Lors de cette expérience, ils auraient mesuré un important dégagement de chaleur excédentaire qu'ils interprétaient comme la résultante d'un phénomène de fusion nucléaire contrôlée. Ce type de réaction nucléaire, au cours de laquelle des noyaux atomiques fusionnent en générant une très grande quantité d'énergie, est en quelque sorte le Graal des physiciens qui s'efforcent depuis plus de cinquante ans de contrôler les mécanismes à l'origine du fonctionnement des étoiles, mais également des bombes thermonucléaires. La maîtrise de cette source d'énergie quasi-illimitée libérerait l'humanité des contraintes liées à l'exploitation de ressources énergétiques non renouvelables ou générant des déchets dangereux, comme c'est le cas actuellement pour le nucléaire « classique » reposant sur le principe de la fission des noyaux atomiques.

L'annonce du Financial Times arrivait dans un contexte bien particulier : trois ans auparavant, Tchernobyl avait rappelé à l'ensemble de la planète que l'énergie nucléaire de fission pouvait présenter des dangers considérables et les programmes électro-nucléaires engagés au lendemain du premier choc pétrolier de 1973 commençaient à être de plus en plus critiqués par l'opinion publique des principaux pays industrialisés.

Les travaux sur la fusion thermonucléaire contrôlée marquaient toujours le pas depuis 50 ans malgré les milliards de dollars investis et, après les chocs pétroliers des années 1970, les consommations énergétiques avaient repris leur progression. Enfin, même si on assistait à l'implosion du Bloc de l'Est, le contexte géopolitique restait incertain avec la montée des fondamentalismes religieux et du nationalisme dans les principaux pays producteurs de pétrole.

Dans ce contexte, la perspective ouverte par Pons et Fleischmann de produire des quantités d'énergie quasi-illimitées à partir de l'eau, tombait à point nommé.

Le débat dépassa donc le cadre feutré des publications scientifiques : l'information fut reprise par la plupart des quotidiens et chaînes de télévision du monde et présentée comme ce qui pouvait être, à juste titre, une découverte scientifique majeure, mais également la promesse d'un nouvel âge pour l'Humanité.

Quand la découverte de cette « fusion froide » fut publiée, de nombreux scientifiques contestèrent, sinon la réalité du dégagement de chaleur décrit par les deux électrochimistes, du moins leur hypothèse concernant une fusion thermonucléaire. Ils rappelèrent qu'il n'est théoriquement pas possible de vaincre par des moyens « électro-chimiques » tels que l'électrolyse décrite par Pons et Fleischmann, les forces électriques qui font que deux noyaux atomiques se repoussent.

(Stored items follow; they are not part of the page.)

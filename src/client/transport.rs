//! HTTP transport seam
//!
//! Requests and responses are plain values so the fetch pipeline can replay
//! a request after a token refresh. [`ReqwestTransport`] is the real
//! implementation; tests script a mock.

use std::time::Duration;

use async_trait::async_trait;
use reqwest::Url;
use serde::de::DeserializeOwned;
use serde_json::Value;

use crate::config::AuthStrategy;
use crate::error::{Error, Result};

const USER_AGENT: &str = concat!("villen-player/", env!("CARGO_PKG_VERSION"));
const REQUEST_TIMEOUT: Duration = Duration::from_secs(30);

#[derive(Clone, Copy, Debug, PartialEq, Eq, Hash)]
pub enum Method {
    Get,
    Post,
    Delete,
}

impl Method {
    /// Methods that need an anti-forgery token
    pub fn is_state_changing(self) -> bool {
        matches!(self, Method::Post | Method::Delete)
    }
}

#[derive(Clone, Debug)]
pub struct HttpRequest {
    pub method: Method,
    pub url: Url,
    pub headers: Vec<(String, String)>,
    pub body: Option<Value>,
}

impl HttpRequest {
    pub fn new(method: Method, url: Url) -> Self {
        Self {
            method,
            url,
            headers: Vec::new(),
            body: None,
        }
    }

    pub fn get(url: Url) -> Self {
        Self::new(Method::Get, url)
    }

    pub fn post(url: Url) -> Self {
        Self::new(Method::Post, url)
    }

    pub fn delete(url: Url) -> Self {
        Self::new(Method::Delete, url)
    }

    pub fn with_json(mut self, body: Value) -> Self {
        self.body = Some(body);
        self
    }

    /// Set a header, replacing any earlier value of the same name.
    pub fn with_header(mut self, name: &str, value: impl Into<String>) -> Self {
        self.headers.retain(|(n, _)| !n.eq_ignore_ascii_case(name));
        self.headers.push((name.to_string(), value.into()));
        self
    }

    pub fn header(&self, name: &str) -> Option<&str> {
        self.headers
            .iter()
            .find(|(n, _)| n.eq_ignore_ascii_case(name))
            .map(|(_, v)| v.as_str())
    }
}

#[derive(Clone, Debug)]
pub struct HttpResponse {
    pub status: u16,
    pub body: Vec<u8>,
}

impl HttpResponse {
    pub fn new(status: u16, body: impl Into<Vec<u8>>) -> Self {
        Self {
            status,
            body: body.into(),
        }
    }

    pub fn is_success(&self) -> bool {
        (200..300).contains(&self.status)
    }

    pub fn json<T: DeserializeOwned>(&self, what: &str) -> Result<T> {
        serde_json::from_slice(&self.body).map_err(|e| Error::decode(what, e))
    }
}

#[async_trait]
pub trait Transport: Send + Sync {
    async fn send(&self, request: HttpRequest) -> Result<HttpResponse>;
}

pub struct ReqwestTransport {
    client: reqwest::Client,
}

impl ReqwestTransport {
    /// Cookie auth keeps HttpOnly session cookies in the client's jar.
    pub fn new(strategy: AuthStrategy) -> Result<Self> {
        let client = reqwest::Client::builder()
            .user_agent(USER_AGENT)
            .timeout(REQUEST_TIMEOUT)
            .cookie_store(strategy == AuthStrategy::Cookie)
            .build()?;
        Ok(Self { client })
    }
}

#[async_trait]
impl Transport for ReqwestTransport {
    async fn send(&self, request: HttpRequest) -> Result<HttpResponse> {
        let method = match request.method {
            Method::Get => reqwest::Method::GET,
            Method::Post => reqwest::Method::POST,
            Method::Delete => reqwest::Method::DELETE,
        };

        let mut builder = self.client.request(method, request.url.clone());
        for (name, value) in &request.headers {
            builder = builder.header(name.as_str(), value.as_str());
        }
        if let Some(body) = &request.body {
            builder = builder.json(body);
        }

        let response = builder.send().await?;
        let status = response.status().as_u16();
        let body = response.bytes().await?.to_vec();
        tracing::trace!(url = %request.url, status, bytes = body.len(), "HTTP response");
        Ok(HttpResponse { status, body })
    }
}

#[cfg(test)]
pub(crate) mod mock {
    use std::collections::{HashMap, VecDeque};

    use parking_lot::Mutex;

    use super::*;

    /// Scripted transport keyed by method and URL path.
    ///
    /// Responses for a route are served in order; the last one repeats.
    /// Unscripted routes answer 404.
    #[derive(Default)]
    pub(crate) struct MockTransport {
        routes: Mutex<HashMap<(Method, String), VecDeque<HttpResponse>>>,
        failures: Mutex<HashMap<(Method, String), String>>,
        delays: Mutex<HashMap<(Method, String), Duration>>,
        log: Mutex<Vec<HttpRequest>>,
    }

    impl MockTransport {
        pub(crate) fn new() -> Self {
            Self::default()
        }

        pub(crate) fn on(&self, method: Method, path: &str, status: u16, body: Value) -> &Self {
            self.routes
                .lock()
                .entry((method, path.to_string()))
                .or_default()
                .push_back(HttpResponse::new(status, body.to_string()));
            self
        }

        /// Make the route fail at the network level.
        pub(crate) fn fail(&self, method: Method, path: &str) -> &Self {
            self.failures
                .lock()
                .insert((method, path.to_string()), "connection reset".to_string());
            self
        }

        /// Hold every response on the route for `delay` before answering.
        pub(crate) fn delay(&self, method: Method, path: &str, delay: Duration) -> &Self {
            self.delays.lock().insert((method, path.to_string()), delay);
            self
        }

        pub(crate) fn requests(&self) -> Vec<HttpRequest> {
            self.log.lock().clone()
        }

        pub(crate) fn count(&self, method: Method, path: &str) -> usize {
            self.log
                .lock()
                .iter()
                .filter(|r| r.method == method && r.url.path() == path)
                .count()
        }

        pub(crate) fn last(&self, method: Method, path: &str) -> Option<HttpRequest> {
            self.log
                .lock()
                .iter()
                .rev()
                .find(|r| r.method == method && r.url.path() == path)
                .cloned()
        }
    }

    #[async_trait]
    impl Transport for MockTransport {
        async fn send(&self, request: HttpRequest) -> Result<HttpResponse> {
            let key = (request.method, request.url.path().to_string());
            self.log.lock().push(request);

            let delay = self.delays.lock().get(&key).copied();
            if let Some(delay) = delay {
                tokio::time::sleep(delay).await;
            }

            if let Some(reason) = self.failures.lock().get(&key) {
                return Err(Error::Transport(reason.clone()));
            }

            let mut routes = self.routes.lock();
            let response = match routes.get_mut(&key) {
                Some(queue) if queue.len() > 1 => queue.pop_front(),
                Some(queue) => queue.front().cloned(),
                None => None,
            };
            Ok(response.unwrap_or_else(|| HttpResponse::new(404, "{}")))
        }
    }
}

#[cfg(test)]
mod tests {
    use super::*;

    #[test]
    fn only_post_and_delete_need_csrf() {
        assert!(!Method::Get.is_state_changing());
        assert!(Method::Post.is_state_changing());
        assert!(Method::Delete.is_state_changing());
    }

    #[test]
    fn with_header_replaces_existing_value() {
        let url = Url::parse("https://api.test/api/").unwrap();
        let request = HttpRequest::get(url)
            .with_header("Authorization", "Bearer old")
            .with_header("authorization", "Bearer new");
        assert_eq!(request.headers.len(), 1);
        assert_eq!(request.header("Authorization"), Some("Bearer new"));
    }

    #[test]
    fn response_decodes_json_or_reports_shape() {
        let ok = HttpResponse::new(200, r#"{"url":"https://cdn/x.mp3"}"#);
        let value: Value = ok.json("stream").unwrap();
        assert_eq!(value["url"], "https://cdn/x.mp3");

        let bad = HttpResponse::new(200, "<html>");
        assert!(matches!(bad.json::<Value>("stream"), Err(Error::Decode { .. })));
    }
}
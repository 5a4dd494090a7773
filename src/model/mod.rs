//! Model module - player state and data types
//!
//! - `types`: core enums (transport state, repeat mode)
//! - `track`: catalog records as the backend serves them
//! - `cache`: expiring response caches
//! - `queue`: the play queue and its advance policy
//! - `library`: liked tracks and play history
//! - `playback`: position timing and render snapshots
//! - `store`: persisted local state

pub mod cache;
pub mod library;
pub mod playback;
pub mod queue;
pub mod store;
pub mod track;
pub mod types;

pub use cache::{ResourceKind, ResponseCaches, TtlCache, cache_key};
pub use library::{LikedTracks, RecentlyPlayed};
pub use playback::{PlaybackSnapshot, PlaybackTiming};
pub use queue::{Advance, PlayQueue, Removal};
pub use store::{LocalStore, PersistedState};
pub use track::{AlbumInfo, ArtistInfo, CloudLike, TrackDescriptor};
pub use types::{AdvanceMode, PlaybackState, RepeatMode};
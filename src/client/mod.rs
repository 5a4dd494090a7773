//! Backend client
//!
//! - `transport`: the HTTP seam and its reqwest implementation
//! - `session`: who is logged in and, in bearer mode, their tokens
//! - `fetch`: credentials, CSRF and the refresh-and-retry pipeline
//! - `api`: cached catalog lookups
//! - `likes`: liked tracks and the server mirror

pub mod api;
pub mod fetch;
pub mod likes;
pub mod session;
pub mod transport;

pub use api::MusicApi;
pub use fetch::AuthenticatedFetch;
pub use likes::LikeSync;
pub use session::Session;
pub use transport::{HttpRequest, HttpResponse, Method, ReqwestTransport, Transport};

Selon les théories scientifiques admises depuis plusieurs décennies, deux noyaux atomiques exigent pour fusionner une énergie permettant de franchir la Barrière coulombienne. La fusion "à chaud" permet d'obtenir cette énergie, mais sauf effet nucléaire comparable à la catalyse en chimie, cette barrière ne peut être franchie à froid.

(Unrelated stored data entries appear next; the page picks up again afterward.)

//! Transport control: loading, transitions, pause/resume, seek and volume

use std::time::Duration;

use crate::audio::SourceId;
use crate::error::Result;
use crate::events::EngineEvent;
use crate::model::{Advance, PlaybackState, TrackDescriptor};

use super::{EngineState, FadeCleanup, PlaybackEngine, track_duration};

/// Going back within this much of the start skips to the previous track
pub const RESTART_THRESHOLD: Duration = Duration::from_secs(3);

const FADE_WATCH_INTERVAL: Duration = Duration::from_millis(250);

#[derive(Clone, Copy, Debug, PartialEq, Eq)]
pub(crate) enum Placement {
    /// Picked from outside the queue: becomes the new listening context
    NewContext,
    /// Already under the queue cursor
    Queued,
}

impl PlaybackEngine {
    /// Play a track picked from search, trending, liked, etc.
    ///
    /// The queue is cut after the cursor and the track appended. Related
    /// tracks are appended in the background once playback has started.
    pub async fn play(&self, track: TrackDescriptor) -> Result<()> {
        if let Some(started) = self.start_track(track, Placement::NewContext).await? {
            self.spawn_auto_extend(started.id);
        }
        Ok(())
    }

    /// Resolve, load and start a track. Returns `None` when a newer load
    /// superseded this one while it was resolving.
    pub(crate) async fn start_track(
        &self,
        track: TrackDescriptor,
        placement: Placement,
    ) -> Result<Option<TrackDescriptor>> {
        let generation = {
            let mut s = self.state.lock().await;
            if placement == Placement::NewContext {
                s.queue.start_context(track.clone());
                self.emit_queue(&s);
            }
            s.generation += 1;
            self.set_playback(&mut s, PlaybackState::Loading);
            s.generation
        };
        tracing::debug!(track_id = %track.id, generation, ?placement, "Loading track");

        let loaded = match self.api.resolve(&track).await {
            Ok(resolved) => {
                let url = resolved.stream_url.clone().unwrap_or_default();
                self.output
                    .load(&url, track_duration(&resolved))
                    .await
                    .map(|source| (resolved, source))
            }
            Err(e) => Err(e),
        };

        let mut s = self.state.lock().await;
        if s.generation != generation {
            if let Ok((_, source)) = &loaded {
                self.output.stop(*source);
            }
            tracing::debug!(track_id = %track.id, generation, "Discarding superseded load");
            return Ok(None);
        }

        let (resolved, source) = match loaded {
            Ok(loaded) => loaded,
            Err(e) => {
                self.halt(&mut s);
                drop(s);
                tracing::warn!(track_id = %track.id, error = %e, "Could not start track");
                self.events.notice(format!("Unable to play \"{}\"", track.title));
                return Err(e);
            }
        };

        self.switch_source(&mut s, source);
        self.output.play(source);
        s.audible = true;
        s.current = Some(resolved.clone());
        self.set_playback(&mut s, PlaybackState::Playing);
        self.events.emit(EngineEvent::TrackChanged(resolved.clone()));
        self.arm_fade_watch(&mut s, source, &resolved);
        drop(s);

        tracing::info!(track_id = %resolved.id, title = %resolved.title, "Now playing");
        self.store
            .update(|state| state.recently_played.record(&resolved))
            .await;
        Ok(Some(resolved))
    }

    /// Make `incoming` the current source, fading the previous one out if
    /// crossfade is on and it is still audible.
    fn switch_source(&self, s: &mut EngineState, incoming: SourceId) {
        self.cancel_pending_fade(s);

        let outgoing = s.source.replace(incoming);
        let fade = if s.audible { self.crossfade_duration() } else { None };

        match (outgoing, fade, &self.chain) {
            (Some(outgoing), Some(duration), Some(chain)) => {
                let fade = chain.lock().begin_crossfade(outgoing, incoming, duration);
                tracing::debug!(?outgoing, ?incoming, ?duration, "Crossfading");

                // Released on the ramp's own clock
                let done_at = fade.started + fade.duration;
                let chain = chain.clone();
                let output = self.output.clone();
                let handle = tokio::spawn(async move {
                    tokio::time::sleep_until(done_at).await;
                    let mut chain = chain.lock();
                    chain.finish_crossfade(outgoing);
                    chain.disconnect(outgoing);
                    output.stop(outgoing);
                });
                s.fade_cleanup = Some(FadeCleanup { outgoing, handle });
            }
            (outgoing, _, chain) => {
                if let Some(chain) = chain {
                    let mut chain = chain.lock();
                    chain.cancel_crossfade();
                    chain.connect(incoming);
                }
                if let Some(outgoing) = outgoing {
                    self.release_source(outgoing);
                }
            }
        }
    }

    /// Abort a running fade-out and release its source immediately.
    fn cancel_pending_fade(&self, s: &mut EngineState) {
        if let Some(cleanup) = s.fade_cleanup.take() {
            cleanup.handle.abort();
            self.release_source(cleanup.outgoing);
        }
    }

    fn release_source(&self, source: SourceId) {
        self.output.stop(source);
        if let Some(chain) = &self.chain {
            chain.lock().disconnect(source);
        }
    }

    pub(crate) fn crossfade_duration(&self) -> Option<Duration> {
        self.chain
            .as_ref()
            .and_then(|chain| chain.lock().crossfade().active_duration())
    }

    /// Stop everything and go Idle.
    pub(crate) fn halt(&self, s: &mut EngineState) {
        self.cancel_pending_fade(s);
        if let Some(handle) = s.fade_watch.take() {
            handle.abort();
        }
        if let Some(source) = s.source.take() {
            self.release_source(source);
        }
        s.audible = false;
        s.current = None;
        self.set_playback(s, PlaybackState::Idle);
    }

    /// Poll the current source and start the next transition early enough
    /// for the crossfade to finish as the track ends. With nothing to fade
    /// into, the track plays out and end-of-track does the advancing.
    fn arm_fade_watch(&self, s: &mut EngineState, source: SourceId, track: &TrackDescriptor) {
        if let Some(handle) = s.fade_watch.take() {
            handle.abort();
        }
        if self.chain.is_none() {
            return;
        }
        let Some(length) = self.output.duration(source).or_else(|| track_duration(track)) else {
            return;
        };

        let engine = self.clone();
        s.fade_watch = Some(tokio::spawn(async move {
            let mut ticker = tokio::time::interval(FADE_WATCH_INTERVAL);
            loop {
                ticker.tick().await;
                let Some(fade) = engine.crossfade_duration() else {
                    continue;
                };
                let remaining = length.saturating_sub(engine.output.position(source));
                if remaining > fade {
                    continue;
                }
                match engine.advance_from(source).await {
                    Ok(false) => continue,
                    Ok(true) => break,
                    Err(e) => {
                        tracing::warn!(error = %e, "Crossfade transition failed");
                        break;
                    }
                }
            }
        }));
    }

    /// Start the early transition out of `source`. Returns `false` while
    /// the watch should keep polling: paused, or no track to fade into.
    /// The watch is detached here so the transition cannot abort itself.
    pub(crate) async fn advance_from(&self, source: SourceId) -> Result<bool> {
        {
            let mut s = self.state.lock().await;
            if s.source != Some(source) {
                return Ok(true);
            }
            if s.playback != PlaybackState::Playing || !s.queue.has_following(s.mode) {
                return Ok(false);
            }
            s.fade_watch.take();
        }
        tracing::debug!(?source, "Starting crossfade into next track");
        self.next().await.map(|_| true)
    }

    /// Natural end of the current source: no fade from a silent source.
    pub(crate) async fn on_end_of_track(&self, source: SourceId) -> Result<()> {
        {
            let mut s = self.state.lock().await;
            if s.source != Some(source) {
                tracing::trace!(?source, "End of a source that is no longer current");
                return Ok(());
            }
            s.audible = false;
            if let Some(handle) = s.fade_watch.take() {
                handle.abort();
            }
        }
        tracing::debug!(?source, "Track finished");
        self.next().await
    }

    pub async fn next(&self) -> Result<()> {
        let step = {
            let mut s = self.state.lock().await;
            let mode = s.mode;
            s.queue.advance(mode, &mut rand::thread_rng())
        };

        match step {
            Advance::Restart(track) => self.restart(track).await,
            Advance::Track(track) => self.start_track(track, Placement::Queued).await.map(|_| ()),
            Advance::Exhausted => {
                let mut s = self.state.lock().await;
                tracing::info!("Queue finished");
                self.halt(&mut s);
                Ok(())
            }
        }
    }

    /// Replay the current track from the start.
    async fn restart(&self, track: TrackDescriptor) -> Result<()> {
        {
            let mut s = self.state.lock().await;
            if let Some(source) = s.source.filter(|_| s.playback != PlaybackState::Loading) {
                self.output.seek(source, Duration::ZERO);
                self.output.play(source);
                s.audible = true;
                self.set_playback(&mut s, PlaybackState::Playing);
                if let Some(current) = s.current.clone() {
                    self.arm_fade_watch(&mut s, source, &current);
                }
                tracing::debug!(track_id = %track.id, "Restarting track");
                return Ok(());
            }
        }
        self.start_track(track, Placement::Queued).await.map(|_| ())
    }

    /// Restart the current track if it has played for more than three
    /// seconds, otherwise step back one slot.
    pub async fn previous(&self) -> Result<()> {
        let track = {
            let mut s = self.state.lock().await;
            if let Some(source) = s.source.filter(|_| s.playback.is_active()) {
                if self.output.position(source) > RESTART_THRESHOLD {
                    self.output.seek(source, Duration::ZERO);
                    tracing::debug!("Restarted current track");
                    return Ok(());
                }
            }
            s.queue.step_back()
        };

        match track {
            Some(track) => self.start_track(track, Placement::Queued).await.map(|_| ()),
            None => Ok(()),
        }
    }

    /// Flip Playing and Paused. Idle and Loading are left alone.
    pub async fn toggle_play_pause(&self) -> PlaybackState {
        let mut s = self.state.lock().await;
        match (s.playback, s.source) {
            (PlaybackState::Playing, Some(source)) => {
                self.output.pause(source);
                s.audible = false;
                self.set_playback(&mut s, PlaybackState::Paused);
            }
            (PlaybackState::Paused, Some(source)) => {
                self.output.play(source);
                s.audible = true;
                self.set_playback(&mut s, PlaybackState::Playing);
            }
            (state, _) => tracing::debug!(?state, "Nothing to toggle"),
        }
        s.playback
    }

    /// Jump to a percentage of the track. No-op when the length is unknown.
    pub async fn seek(&self, percent: f32) {
        let s = self.state.lock().await;
        let Some(source) = s.source.filter(|_| s.playback.is_active()) else {
            return;
        };
        let length = self
            .output
            .duration(source)
            .or_else(|| s.current.as_ref().and_then(track_duration));
        let Some(length) = length.filter(|d| !d.is_zero()) else {
            tracing::debug!("Seek ignored, track length unknown");
            return;
        };

        let fraction = if percent.is_finite() { percent.clamp(0.0, 100.0) / 100.0 } else { 0.0 };
        let target = length.mul_f32(fraction);
        tracing::debug!(?target, "Seeking");
        self.output.seek(source, target);
    }

    pub async fn set_volume(&self, volume: f32) -> f32 {
        let volume = if volume.is_finite() { volume.clamp(0.0, 1.0) } else { 0.0 };
        {
            let mut s = self.state.lock().await;
            s.volume = volume;
        }
        self.output.set_volume(volume);
        self.events.emit(EngineEvent::VolumeChanged(volume));
        self.store.update(|state| state.volume = volume).await;
        volume
    }

    fn spawn_auto_extend(&self, track_id: String) {
        let engine = self.clone();
        tokio::spawn(async move {
            match engine.api.related(&track_id).await {
                Ok(related) => {
                    let mut s = engine.state.lock().await;
                    let added = s.queue.auto_extend(related);
                    if added > 0 {
                        tracing::debug!(track_id = %track_id, added, "Queue extended with related tracks");
                        engine.emit_queue(&s);
                    }
                }
                Err(e) => tracing::warn!(track_id = %track_id, error = %e, "Could not fetch related tracks"),
            }
        });
    }
}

Trois jours après la publication du Financial Times, Steven Jones de la Brigham Young University n'observa pas de dégagement de chaleur mais l'émission de neutrons pouvant indiquer une réaction nucléaire, qui confirmerait indirectement l'hypothèse de Pons et Fleishmann.

De nombreux scientifiques, dont quelques Prix Nobel de physique[Qui ?], déclarèrent confirmer également des dégagements inexplicables alors qu'ils tentaient de reproduire l'expérience des deux électrochimistes.

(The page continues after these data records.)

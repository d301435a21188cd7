//! Plain balance bookkeeping. Every path that moves a balance goes through
//! `before_transfer` first.
//!
//! The public entry points run in their own storage layer, so callers outside
//! a dispatchable get the same all-or-nothing behavior as the extrinsics.

use frame_support::{dispatch::DispatchResult, ensure, storage::with_storage_layer};
use sp_core::H160;
use sp_runtime::{traits::Convert, ArithmeticError};

use crate::{Allowances, Balances, Config, Error, Event, Pallet, TotalSupply};

impl<T: Config> Pallet<T> {
    /// Fails when `who` maps to the null address.
    pub(crate) fn ensure_not_null(who: &T::AccountId) -> DispatchResult {
        ensure!(T::AccountAddress::convert(who.clone()) != H160::zero(), Error::<T>::NullAccount);
        Ok(())
    }

    pub fn do_mint(to: &T::AccountId, amount: u128) -> DispatchResult {
        with_storage_layer(|| {
            Self::ensure_not_null(to)?;
            Self::before_transfer(None, Some(to), amount)?;

            let supply =
                TotalSupply::<T>::get().checked_add(amount).ok_or(ArithmeticError::Overflow)?;
            let balance =
                Balances::<T>::get(to).checked_add(amount).ok_or(ArithmeticError::Overflow)?;
            TotalSupply::<T>::put(supply);
            Balances::<T>::insert(to, balance);

            Self::deposit_event(Event::Minted { to: to.clone(), amount });
            Ok(())
        })
    }

    pub fn do_burn(from: &T::AccountId, amount: u128) -> DispatchResult {
        with_storage_layer(|| {
            Self::before_transfer(Some(from), None, amount)?;

            let balance =
                Balances::<T>::get(from).checked_sub(amount).ok_or(ArithmeticError::Underflow)?;
            let supply =
                TotalSupply::<T>::get().checked_sub(amount).ok_or(ArithmeticError::Underflow)?;
            Balances::<T>::insert(from, balance);
            TotalSupply::<T>::put(supply);

            Self::deposit_event(Event::Burned { from: from.clone(), amount });
            Ok(())
        })
    }

    pub fn do_transfer(from: &T::AccountId, to: &T::AccountId, amount: u128) -> DispatchResult {
        with_storage_layer(|| {
            Self::ensure_not_null(from)?;
            Self::ensure_not_null(to)?;
            Self::before_transfer(Some(from), Some(to), amount)?;

            // Debit first so a self-transfer credits the debited balance
            let from_balance =
                Balances::<T>::get(from).checked_sub(amount).ok_or(ArithmeticError::Underflow)?;
            Balances::<T>::insert(from, from_balance);
            let to_balance =
                Balances::<T>::get(to).checked_add(amount).ok_or(ArithmeticError::Overflow)?;
            Balances::<T>::insert(to, to_balance);

            Self::deposit_event(Event::Transferred { from: from.clone(), to: to.clone(), amount });
            Ok(())
        })
    }

    /// Overwrites the allowance of `spender` over `owner`'s balance.
    pub fn do_approve(owner: &T::AccountId, spender: &T::AccountId, amount: u128) -> DispatchResult {
        Self::ensure_not_in_hook()?;

        Allowances::<T>::insert(owner, spender, amount);
        Self::deposit_event(Event::Approved {
            owner: owner.clone(),
            spender: spender.clone(),
            amount,
        });
        Ok(())
    }

    /// Deducts `amount` from an allowance. `u128::MAX` is never decremented.
    pub(crate) fn spend_allowance(
        owner: &T::AccountId,
        spender: &T::AccountId,
        amount: u128,
    ) -> DispatchResult {
        let current = Allowances::<T>::get(owner, spender);
        if current == u128::MAX {
            return Ok(());
        }
        let remaining = current.checked_sub(amount).ok_or(Error::<T>::InsufficientAllowance)?;
        Allowances::<T>::insert(owner, spender, remaining);
        Ok(())
    }
}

L'Energy Research Advisory Board du département américain pour l'énergie réunit ainsi une commission scientifique afin d'enquêter sur la fusion froide. Celle-ci ne put reproduire la fusion froide en question.

Le débat s'intensifia entre les tenants d'un phénomène encore inexpliqué mais devant faire l'objet de travaux approfondis, et les opposants pour lesquels, dans le meilleur des cas, le dégagement de chaleur était imputable à un mauvais protocole opératoire, et dans la pire hypothèse, à un coup monté par des chercheurs à la recherche de notoriété et de budget. Les cours du palladium, quant à eux, montaient et descendaient au fur et à mesure des annonces et contre-annonces.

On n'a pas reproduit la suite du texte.